Mesela aşk acısyla çöllere düşen mecnunu gören ve ahvaline acıyan çöller, kuşlar, vahşi hayvanlar “bu kimdir, nerden geldi, nereye gidiyor, niçin bu kadar perişan ve neden sürekli ağlar vaziyette” diye sorsalar yeridir ve haktır. Aslında bizim buradaki kastımız mecnunun halinin ortaya çıkması ve cevabı ilan etmek için çöle, hayvanlara soru sordurup hakikati ortaya çıkarmak istiyoruz. Çünkü mecnunun derdinin, çöl ve diğer varlıklarla önemli bir bağlantısı vardır.
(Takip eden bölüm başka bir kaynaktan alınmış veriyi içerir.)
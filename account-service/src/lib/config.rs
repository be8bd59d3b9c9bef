use std::env;
use std::time::Duration;

use auth::TokenServiceConfig;
use auth::TokenSettings;
use config::Config as ConfigBuilder;
use config::ConfigError;
use config::Environment;
use config::File;
use serde::Deserialize;

#[derive(Debug, Deserialize, Clone)]
pub struct Config {
    pub database: DatabaseConfig,
    pub server: ServerConfig,
    pub auth: AuthConfig,
}

#[derive(Debug, Deserialize, Clone)]
pub struct DatabaseConfig {
    pub url: String,
    #[serde(default = "default_max_connections")]
    pub max_connections: u32,
}

#[derive(Debug, Deserialize, Clone)]
pub struct ServerConfig {
    pub http_port: u16,
}

/// Token signing configuration.
///
/// Secrets and TTLs have no defaults: a missing key aborts startup.
#[derive(Deserialize, Clone)]
pub struct AuthConfig {
    pub access_token_secret: String,
    pub refresh_token_secret: String,
    pub access_token_ttl_seconds: u64,
    pub refresh_token_ttl_seconds: u64,
    #[serde(default = "default_issuer")]
    pub issuer: String,
    #[serde(default = "default_audience")]
    pub audience: String,
}

impl std::fmt::Debug for AuthConfig {
    fn fmt(&self, f: &mut std::fmt::Formatter<'_>) -> std::fmt::Result {
        f.debug_struct("AuthConfig")
            .field("access_token_secret", &"[redacted]")
            .field("refresh_token_secret", &"[redacted]")
            .field("access_token_ttl_seconds", &self.access_token_ttl_seconds)
            .field("refresh_token_ttl_seconds", &self.refresh_token_ttl_seconds)
            .field("issuer", &self.issuer)
            .field("audience", &self.audience)
            .finish()
    }
}

fn default_max_connections() -> u32 {
    5
}

fn default_issuer() -> String {
    "account-service".to_string()
}

fn default_audience() -> String {
    "account-api".to_string()
}

impl AuthConfig {
    /// Build the token service configuration.
    pub fn token_service_config(&self) -> TokenServiceConfig {
        TokenServiceConfig {
            issuer: self.issuer.clone(),
            audience: self.audience.clone(),
            access: TokenSettings::new(
                self.access_token_secret.as_bytes(),
                Duration::from_secs(self.access_token_ttl_seconds),
            ),
            refresh: TokenSettings::new(
                self.refresh_token_secret.as_bytes(),
                Duration::from_secs(self.refresh_token_ttl_seconds),
            ),
        }
    }
}

impl Config {
    /// Load configuration from files with environment variable overrides
    ///
    /// Priority (highest to lowest):
    /// 1. Environment variables (DATABASE__URL, AUTH__ACCESS_TOKEN_SECRET, etc.)
    /// 2. Environment-specific config file (config/{environment}.toml)
    /// 3. Default config file (config/default.toml)
    pub fn load() -> Result<Self, ConfigError> {
        let run_mode = env::var("RUN_MODE").unwrap_or_else(|_| "development".to_string());

        let configuration = ConfigBuilder::builder()
            .add_source(File::with_name("config/default").required(false))
            .add_source(File::with_name(&format!("config/{}", run_mode)).required(false))
            // Example: AUTH__ACCESS_TOKEN_TTL_SECONDS=900 overrides auth.access_token_ttl_seconds
            .add_source(Environment::default().separator("__").try_parsing(true))
            .build()?;

        configuration.try_deserialize()
    }
}

#[cfg(test)]
mod tests {
    use super::*;

    fn auth_config() -> AuthConfig {
        AuthConfig {
            access_token_secret: "access-secret-at-least-32-bytes-long".to_string(),
            refresh_token_secret: "refresh-secret-at-least-32-bytes-long".to_string(),
            access_token_ttl_seconds: 900,
            refresh_token_ttl_seconds: 604_800,
            issuer: default_issuer(),
            audience: default_audience(),
        }
    }

    #[test]
    fn test_token_service_config_from_auth_config() {
        let config = auth_config().token_service_config();

        assert_eq!(config.issuer, "account-service");
        assert_eq!(config.audience, "account-api");
        assert_eq!(config.access.ttl, Duration::from_secs(900));
        assert_eq!(config.refresh.ttl, Duration::from_secs(604_800));
        assert_eq!(config.access.secret, b"access-secret-at-least-32-bytes-long".to_vec());
    }

    #[test]
    fn test_debug_redacts_secrets() {
        let rendered = format!("{:?}", auth_config());

        assert!(!rendered.contains("access-secret"));
        assert!(!rendered.contains("refresh-secret"));
    }

    #[test]
    fn test_missing_secret_fails_deserialization() {
        let result = ConfigBuilder::builder()
            .set_override("auth.access_token_secret", "a")
            .and_then(|b| b.set_override("auth.access_token_ttl_seconds", 900_i64))
            .and_then(|b| b.set_override("auth.refresh_token_ttl_seconds", 3600_i64))
            .and_then(|b| b.build())
            .and_then(|c| c.get::<AuthConfig>("auth"));

        assert!(result.is_err());
    }
}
Okuyucunun bu bağlantıyı kurabilmesi için çöl ve diğer hayvanalrın dili ile mecnun arasındaki mükalemeler soru ve cevaplar dile getirlir taki okuyucu bunu duysun.
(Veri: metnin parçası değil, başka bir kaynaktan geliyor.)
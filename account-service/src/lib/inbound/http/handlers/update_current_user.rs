use axum::extract::State;
use axum::http::StatusCode;
use serde::Deserialize;

use super::ApiError;
use super::ApiSuccess;
use super::UserData;
use super::ValidJson;
use crate::domain::user::models::DisplayName;
use crate::domain::user::models::EmailAddress;
use crate::domain::user::models::UpdateUserCommand;
use crate::domain::user::models::Username;
use crate::inbound::http::middleware::AuthenticatedUser;
use crate::inbound::http::router::AppState;
use crate::user::errors::UserError;
use crate::user::ports::UserServicePort;

/// HTTP request body for updating the caller's profile (raw JSON)
///
/// Passwords change through their own endpoint.
#[derive(Debug, Deserialize)]
pub struct UpdateUserRequest {
    pub name: Option<String>,
    pub username: Option<String>,
    pub email: Option<String>,
}

impl UpdateUserRequest {
    fn try_into_command(self) -> Result<UpdateUserCommand, UserError> {
        // Validation happens here - errors are automatically converted via #[from]
        let name = self.name.map(DisplayName::new).transpose()?;
        let username = self.username.map(Username::new).transpose()?;
        let email = EmailAddress::optional(self.email)?;

        Ok(UpdateUserCommand {
            name,
            username,
            email,
        })
    }
}

pub async fn update_current_user(
    State(state): State<AppState>,
    user: AuthenticatedUser,
    ValidJson(req): ValidJson<UpdateUserRequest>,
) -> Result<ApiSuccess<UserData>, ApiError> {
    let command = req.try_into_command()?;

    state
        .user_service
        .update_user(&user.user_id(), command)
        .await
        .map_err(ApiError::from)
        .map(|user| ApiSuccess::new(StatusCode::OK, (&user).into()))
}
"Evet, benî-âdem, büyük bir kervan ve azîm bir kafile gibi mâzinin derelerinden gelip, vücut ve hayat sahrasında misafir olup, istikbalin yüksek dağlarına ve müzeyyen bağlarına müteveccihen kafile kafile müteselsilen yürümekte iken, kâinatın nazar-ı dikkatini celbetti: 'Şu garib ve acip mahluklar kimlerdir? Nereden geliyorlar? Nereye gidiyorlar?' diye ahvallerini anlamak üzere hilkat hükûmeti, fenn-i hikmeti karşılarına çıkardı. Ve aralarında şöyle bir muhavere başladı:
"Hikmet: Nereden geliyorsunuz? Nereye gidiyorsunuz? Bu dünyada işiniz nedir? Reisiniz kimdir?"
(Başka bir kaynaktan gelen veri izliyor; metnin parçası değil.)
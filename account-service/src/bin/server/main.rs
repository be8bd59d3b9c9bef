use std::sync::Arc;

use account_service::config::Config;
use account_service::domain::user::service::UserService;
use account_service::inbound::http::router::create_router;
use account_service::outbound::repositories::PostgresUserRepository;
use account_service::outbound::tokens::JwtAuthService;
use auth::TokenService;
use sqlx::postgres::PgPoolOptions;
use tracing_subscriber::layer::SubscriberExt;
use tracing_subscriber::util::SubscriberInitExt;

#[tokio::main]
async fn main() -> Result<(), anyhow::Error> {
    tracing_subscriber::registry()
        .with(
            tracing_subscriber::EnvFilter::try_from_default_env()
                .unwrap_or_else(|_| "account_service=debug,tower_http=debug".into()),
        )
        .with(tracing_subscriber::fmt::layer())
        .init();

    tracing::info!(
        service = "account-service",
        version = env!("CARGO_PKG_VERSION"),
        "Service starting"
    );

    let config = Config::load()?;

    tracing::info!(
        http_port = config.server.http_port,
        issuer = %config.auth.issuer,
        audience = %config.auth.audience,
        access_token_ttl_seconds = config.auth.access_token_ttl_seconds,
        refresh_token_ttl_seconds = config.auth.refresh_token_ttl_seconds,
        "Configuration loaded"
    );

    let token_service = TokenService::new(config.auth.token_service_config())?;

    let pg_pool = PgPoolOptions::new()
        .max_connections(config.database.max_connections)
        .connect(&config.database.url)
        .await?;
    tracing::info!(
        max_connections = config.database.max_connections,
        database = "postgresql",
        "Database connection pool created"
    );

    sqlx::migrate!("./migrations").run(&pg_pool).await?;
    tracing::info!(database = "postgresql", "Database migrations completed");

    let user_repository = Arc::new(PostgresUserRepository::new(pg_pool));
    let user_service = Arc::new(UserService::new(user_repository));
    let auth_service = Arc::new(JwtAuthService::new(token_service));

    let http_address = format!("0.0.0.0:{}", config.server.http_port);
    let http_listener = tokio::net::TcpListener::bind(&http_address).await?;
    tracing::info!(
        address = %http_address,
        port = config.server.http_port,
        protocol = "http",
        "Http server listening"
    );

    let http_application = create_router(user_service, auth_service);
    axum::serve(http_listener, http_application)
        .with_graceful_shutdown(shutdown_signal())
        .await?;

    tracing::info!("Server exited");
    Ok(())
}

async fn shutdown_signal() {
    if let Err(e) = tokio::signal::ctrl_c().await {
        tracing::error!(error = %e, "Failed to listen for shutdown signal");
        std::future::pending::<()>().await;
    }
    tracing::info!("Shutdown signal received");
}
"Bu suale, benî-âdem namına, emsali olan büyük peygamberler gibi, Muhammed-i Arabî Aleyhissalâtü Vesselâm, nev'-i beşere vekâleten karşısına çıkarak, şöyle cevabta bulundu:
"Ey hikmet! Bu gördüğün insanlar, Sultan-ı Ezelî'nin kudretiyle yokluk karanlıklarından ziyadar varlık âlemine çıkarılan mahluklardır. (İşarat’ul İcaz)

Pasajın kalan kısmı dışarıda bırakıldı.